Whatsapp cellphone mobile phone (Getty)
The move would be made to help counter terrorism. Photo credit: Getty / file

Prime Minister Bill English has let on that New Zealand spies are involved in talks about allowing police easier access to encrypted messaging services like WhatsApp to intercept terrorist communications.

Australian Prime Minister Malcolm Turnbull has called for large companies like Facebook and Apple that own messaging services to open up access to security agencies to help them combat the spread of extremism.

Addressing media after his bilateral talk with US Secretary of State Rex Tillerson on Tuesday, Mr English let slip New Zealand is involved in looking into whether police should be given easier access to messaging services.

"We haven't been part of, well, at official levels I'm sure they've been part of those discussions, because it's been a concern for intelligence services for some time," he said.

New Zealand is part of the spy alliance Five Eyes with Australia, Canada, the United Kingdom and the United States.

But despite UK Prime Minister Theresa May and Mr Turnbull calling for better regulation of online communication, Mr English isn't rushing to agree.

"There's no proposal in front of us to address that directly, although Theresa May has raised the issue of more regulation of the internet and relevant technology," he said.

He says there would need to be good evidence of the benefits before any action was taken.

"These are technologies that are in everyday use by everybody."

Mr Tillerson also alluded to preventing the flow of extremist ideology via social media.
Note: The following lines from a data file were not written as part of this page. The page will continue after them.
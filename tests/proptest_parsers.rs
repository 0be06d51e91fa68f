//! Property-based tests for the SPDX parsers.
//!
//! Ensures parsers don't panic on arbitrary input, including random strings,
//! tag-value lines, JSON-like fragments, and XML-like fragments.

use proptest::prelude::*;
use spdx_tools::parsers::{parse_json, parse_rdf, parse_tag_value, parse_xml, parse_yaml};

proptest! {
    // Parser tests only assert no-panic: random input is expected to
    // produce Err in almost all cases.
    #![proptest_config(ProptestConfig::with_cases(500))]

    #[test]
    fn parsers_dont_panic(s in "\\PC{0,2000}") {
        let _ = parse_tag_value(&s);
        let _ = parse_json(&s);
        let _ = parse_yaml(&s);
        let _ = parse_xml(&s);
        let _ = parse_rdf(&s);
    }

    #[test]
    fn tag_value_lines_dont_panic(
        lines in prop::collection::vec(("[A-Za-z]{1,24}", "\\PC{0,80}"), 0..40)
    ) {
        let input: String = lines
            .iter()
            .map(|(tag, value)| format!("{tag}: {value}\n"))
            .collect();
        let _ = parse_tag_value(&input);
    }

    #[test]
    fn tag_value_without_header_is_rejected(value in "[a-z0-9 ]{0,40}") {
        let input = format!("PackageName: {value}\nSPDXID: SPDXRef-x\n");
        prop_assert!(parse_tag_value(&input).is_err());
    }

    #[test]
    fn unterminated_text_blocks_dont_panic(body in "\\PC{0,200}") {
        let input = format!("SPDXVersion: SPDX-2.3\nDocumentComment: <text>{body}\n");
        let _ = parse_tag_value(&input);
    }

    #[test]
    fn json_like_input_doesnt_panic(
        s in prop::string::string_regex(r#"\{[^\}]{0,500}\}"#).unwrap()
    ) {
        let _ = parse_json(&s);
        let _ = parse_yaml(&s);
    }

    #[test]
    fn xml_like_input_doesnt_panic(
        s in prop::string::string_regex(r#"<[a-z]{1,20}>[^<]{0,200}</[a-z]{1,20}>"#).unwrap()
    ) {
        let _ = parse_xml(&s);
        let _ = parse_rdf(&s);
    }

    #[test]
    fn document_shaped_json_doesnt_panic(
        version in "SPDX-2\\.[0-9]",
        name in "\\PC{0,40}",
        created in "\\PC{0,30}",
    ) {
        let input = serde_json::json!({
            "spdxVersion": version,
            "SPDXID": "SPDXRef-DOCUMENT",
            "name": name,
            "dataLicense": "CC0-1.0",
            "documentNamespace": "https://example.com/doc",
            "creationInfo": { "creators": ["Tool: x"], "created": created },
        })
        .to_string();
        let _ = parse_json(&input);
    }
}
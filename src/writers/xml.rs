//! SPDX XML writer. Lists become repeated elements named after their key.

use super::jsonlike::document_to_value;
use crate::error::{Result, SpdxError};
use crate::model::Document;
use quick_xml::events::{BytesDecl, BytesEnd, BytesStart, BytesText, Event};
use quick_xml::Writer;
use serde_json::Value;

/// Name of the root element.
pub const XML_ROOT: &str = "Document";

/// Writes `document` as SPDX XML.
pub fn write_xml(document: &Document) -> Result<String> {
    let mut writer = Writer::new_with_indent(Vec::new(), b' ', 2);
    writer
        .write_event(Event::Decl(BytesDecl::new("1.0", Some("utf-8"), None)))
        .map_err(serialization)?;
    write_element(&mut writer, XML_ROOT, &document_to_value(document))?;
    String::from_utf8(writer.into_inner()).map_err(serialization)
}

fn serialization(err: impl std::fmt::Display) -> SpdxError {
    SpdxError::Serialization(format!("XML: {err}"))
}

fn write_element(writer: &mut Writer<Vec<u8>>, name: &str, value: &Value) -> Result<()> {
    match value {
        Value::Array(items) => {
            for item in items {
                write_element(writer, name, item)?;
            }
        }
        Value::Object(map) => {
            writer
                .write_event(Event::Start(BytesStart::new(name)))
                .map_err(serialization)?;
            for (key, child) in map {
                write_element(writer, key, child)?;
            }
            writer
                .write_event(Event::End(BytesEnd::new(name)))
                .map_err(serialization)?;
        }
        Value::Null => {}
        scalar => {
            let text = match scalar {
                Value::String(s) => s.clone(),
                other => other.to_string(),
            };
            writer
                .write_event(Event::Start(BytesStart::new(name)))
                .map_err(serialization)?;
            writer
                .write_event(Event::Text(BytesText::new(&text)))
                .map_err(serialization)?;
            writer
                .write_event(Event::End(BytesEnd::new(name)))
                .map_err(serialization)?;
        }
    }
    Ok(())
}

#[cfg(test)]
mod tests {
    use super::*;
    use crate::model::datetime::parse_datetime;
    use crate::model::{Actor, CreationInfo, Package, Relationship, RelationshipType, ThreeValued};
    use crate::parsers::xml::parse_xml;

    #[test]
    fn test_round_trip() {
        let mut document = Document::new(CreationInfo::new(
            "SPDX-2.3",
            "SPDXRef-DOCUMENT",
            "Doc",
            "https://x/y",
            vec![Actor::tool("LF-1.0").unwrap()],
            parse_datetime("2022-12-01T00:00:00Z").unwrap(),
        ));
        let mut package = Package::new("SPDXRef-P", "a < b", ThreeValued::None);
        package.files_analyzed = false;
        package.attribution_texts.push("one".to_string());
        document.packages.push(package);
        document.relationships.push(Relationship::new(
            "SPDXRef-DOCUMENT",
            RelationshipType::Describes,
            ThreeValued::Value("SPDXRef-P".to_string()),
        ));

        let written = write_xml(&document).unwrap();
        assert!(written.starts_with("<?xml version=\"1.0\" encoding=\"utf-8\"?>"));
        assert!(written.contains("<name>a &lt; b</name>"));
        assert!(written.contains("<filesAnalyzed>false</filesAnalyzed>"));
        assert_eq!(parse_xml(&written).unwrap(), document);
    }
}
"We have to win this fight on the battlefield, but defeating them on the battlefield will not end this, we have to win this on the ideological sense as well, and that means getting into the social media space, getting into the mosque, getting into the conversation," he said.
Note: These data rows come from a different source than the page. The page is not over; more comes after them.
//! Packages, files and snippets.
//!
//! `NOASSERTION` and `NONE` lower to an absent property; only concrete values
//! are carried over.

use super::checksum::bump_checksum;
use super::Bumper;
use crate::model::{self as spdx2, Actor, FileType, PrimaryPackagePurpose, ThreeValued};
use crate::spdx3::model::{
    Element, ElementInfo, File, Package, PositiveIntegerRange, Snippet, SoftwareArtifact,
    SoftwarePurpose,
};

fn concrete<T: Clone>(value: Option<&ThreeValued<T>>) -> Option<T> {
    value.and_then(ThreeValued::value).cloned()
}

fn package_purpose(purpose: PrimaryPackagePurpose) -> SoftwarePurpose {
    match purpose {
        PrimaryPackagePurpose::Application => SoftwarePurpose::Application,
        PrimaryPackagePurpose::Framework => SoftwarePurpose::Framework,
        PrimaryPackagePurpose::Library => SoftwarePurpose::Library,
        PrimaryPackagePurpose::Container => SoftwarePurpose::Container,
        PrimaryPackagePurpose::OperatingSystem => SoftwarePurpose::OperatingSystem,
        PrimaryPackagePurpose::Device => SoftwarePurpose::Device,
        PrimaryPackagePurpose::Firmware => SoftwarePurpose::Firmware,
        PrimaryPackagePurpose::Source => SoftwarePurpose::Source,
        PrimaryPackagePurpose::Archive => SoftwarePurpose::Archive,
        PrimaryPackagePurpose::File => SoftwarePurpose::File,
        PrimaryPackagePurpose::Install => SoftwarePurpose::Install,
        PrimaryPackagePurpose::Other => SoftwarePurpose::Other,
    }
}

fn file_purpose(file_type: FileType) -> SoftwarePurpose {
    match file_type {
        FileType::Source => SoftwarePurpose::Source,
        FileType::Binary => SoftwarePurpose::Executable,
        FileType::Archive => SoftwarePurpose::Archive,
        FileType::Application => SoftwarePurpose::Application,
        FileType::Documentation => SoftwarePurpose::Documentation,
        FileType::Spdx => SoftwarePurpose::Bom,
        FileType::Audio | FileType::Image | FileType::Text | FileType::Video => {
            SoftwarePurpose::Data
        }
        FileType::Other => SoftwarePurpose::Other,
    }
}

impl Bumper<'_> {
    fn element_info(&self, spdx2_id: &str) -> ElementInfo {
        ElementInfo::new(self.element_id(spdx2_id), self.creation_info.clone())
    }

    fn agent(&mut self, actor: Option<&ThreeValued<Actor>>) -> Option<String> {
        concrete(actor).map(|actor| self.intern_actor(&actor))
    }

    pub(super) fn bump_package(&mut self, package: &spdx2::Package) {
        let mut element = self.element_info(&package.spdx_id).with_name(package.name.clone());
        element.summary = package.summary.clone();
        element.description = package.description.clone();
        element.comment = package.comment.clone();
        element.verified_using = package.checksums.iter().map(bump_checksum).collect();

        let supplied_by = self.agent(package.supplier.as_ref());
        let originated_by = self.agent(package.originator.as_ref()).into_iter().collect();
        let artifact = SoftwareArtifact {
            supplied_by,
            originated_by,
            built_time: package.built_date,
            release_time: package.release_date,
            valid_until_time: package.valid_until_date,
            primary_purpose: package.primary_package_purpose.map(package_purpose),
            additional_purpose: Vec::new(),
            copyright_text: concrete(package.copyright_text.as_ref()),
            attribution_text: package.attribution_texts.clone(),
        };

        let mut bumped = Package::new(element);
        bumped.artifact = artifact;
        bumped.package_version = package.version.clone();
        bumped.download_location = package.download_location.value().cloned();
        bumped.homepage = concrete(package.homepage.as_ref());
        bumped.source_info = package.source_info.clone();
        self.bump_external_refs(package, &mut bumped);

        if package.file_name.is_some() {
            self.missing_conversion("package.file_name", "no counterpart in SPDX 3");
        }
        if package.verification_code.is_some() {
            self.missing_conversion("package.verification_code", "no counterpart in SPDX 3");
        }
        if !package.license_info_from_files.is_empty() {
            self.missing_conversion("package.license_info_from_files", "no counterpart in SPDX 3");
        }
        if package.license_comment.is_some() {
            self.missing_conversion("package.license_comment", "no counterpart in SPDX 3");
        }

        let spdx_id = bumped.element.spdx_id.clone();
        self.payload.add_element(Element::Package(bumped));
        self.bump_license_fields(
            &spdx_id,
            package.license_concluded.as_ref(),
            package.license_declared.as_ref(),
        );
    }

    pub(super) fn bump_file(&mut self, file: &spdx2::File) {
        let mut element = self.element_info(&file.spdx_id).with_name(file.name.clone());
        element.comment = file.comment.clone();
        element.verified_using = file.checksums.iter().map(bump_checksum).collect();

        let mut purposes = file.file_types.iter().copied().map(file_purpose);
        let artifact = SoftwareArtifact {
            primary_purpose: purposes.next(),
            additional_purpose: purposes.collect(),
            copyright_text: concrete(file.copyright_text.as_ref()),
            attribution_text: file.attribution_texts.clone(),
            ..SoftwareArtifact::default()
        };

        if file.notice.is_some() {
            self.missing_conversion("file.notice", "no counterpart in SPDX 3");
        }
        if !file.contributors.is_empty() {
            self.missing_conversion("file.contributors", "no counterpart in SPDX 3");
        }
        if !file.license_info_in_file.is_empty() {
            self.missing_conversion("file.license_info_in_file", "no counterpart in SPDX 3");
        }
        if file.license_comment.is_some() {
            self.missing_conversion("file.license_comment", "no counterpart in SPDX 3");
        }

        let spdx_id = element.spdx_id.clone();
        self.payload.add_element(Element::File(File { element, artifact }));
        self.bump_license_fields(&spdx_id, file.license_concluded.as_ref(), None);
    }

    pub(super) fn bump_snippet(&mut self, snippet: &spdx2::Snippet) {
        let mut element = self.element_info(&snippet.spdx_id);
        element.name = snippet.name.clone();
        element.comment = snippet.comment.clone();

        let artifact = SoftwareArtifact {
            copyright_text: concrete(snippet.copyright_text.as_ref()),
            attribution_text: snippet.attribution_texts.clone(),
            ..SoftwareArtifact::default()
        };

        if !snippet.license_info_in_snippet.is_empty() {
            self.missing_conversion("snippet.license_info_in_snippet", "no counterpart in SPDX 3");
        }
        if snippet.license_comment.is_some() {
            self.missing_conversion("snippet.license_comment", "no counterpart in SPDX 3");
        }

        let spdx_id = element.spdx_id.clone();
        let bumped = Snippet {
            element,
            artifact,
            snippet_from_file: self.element_id(&snippet.file_spdx_id),
            byte_range: PositiveIntegerRange::from(snippet.byte_range),
            line_range: snippet.line_range.map(PositiveIntegerRange::from),
        };
        self.payload.add_element(Element::Snippet(bumped));
        self.bump_license_fields(&spdx_id, snippet.license_concluded.as_ref(), None);
    }
}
Ms May renewed her calls for regulation of the internet during her speech in the wake of the London attacks.

She suggested "big companies that provide internet based services" hosted "safe spaces" for terrorists and extremists, before raising the possibility of a new "international agreement" to "regulate cyberspace".

Newshub understands Bill English uses the messaging app WhatsApp to contact his close family.

However, he doesn't have a "burner" phone - he just uses the one phone.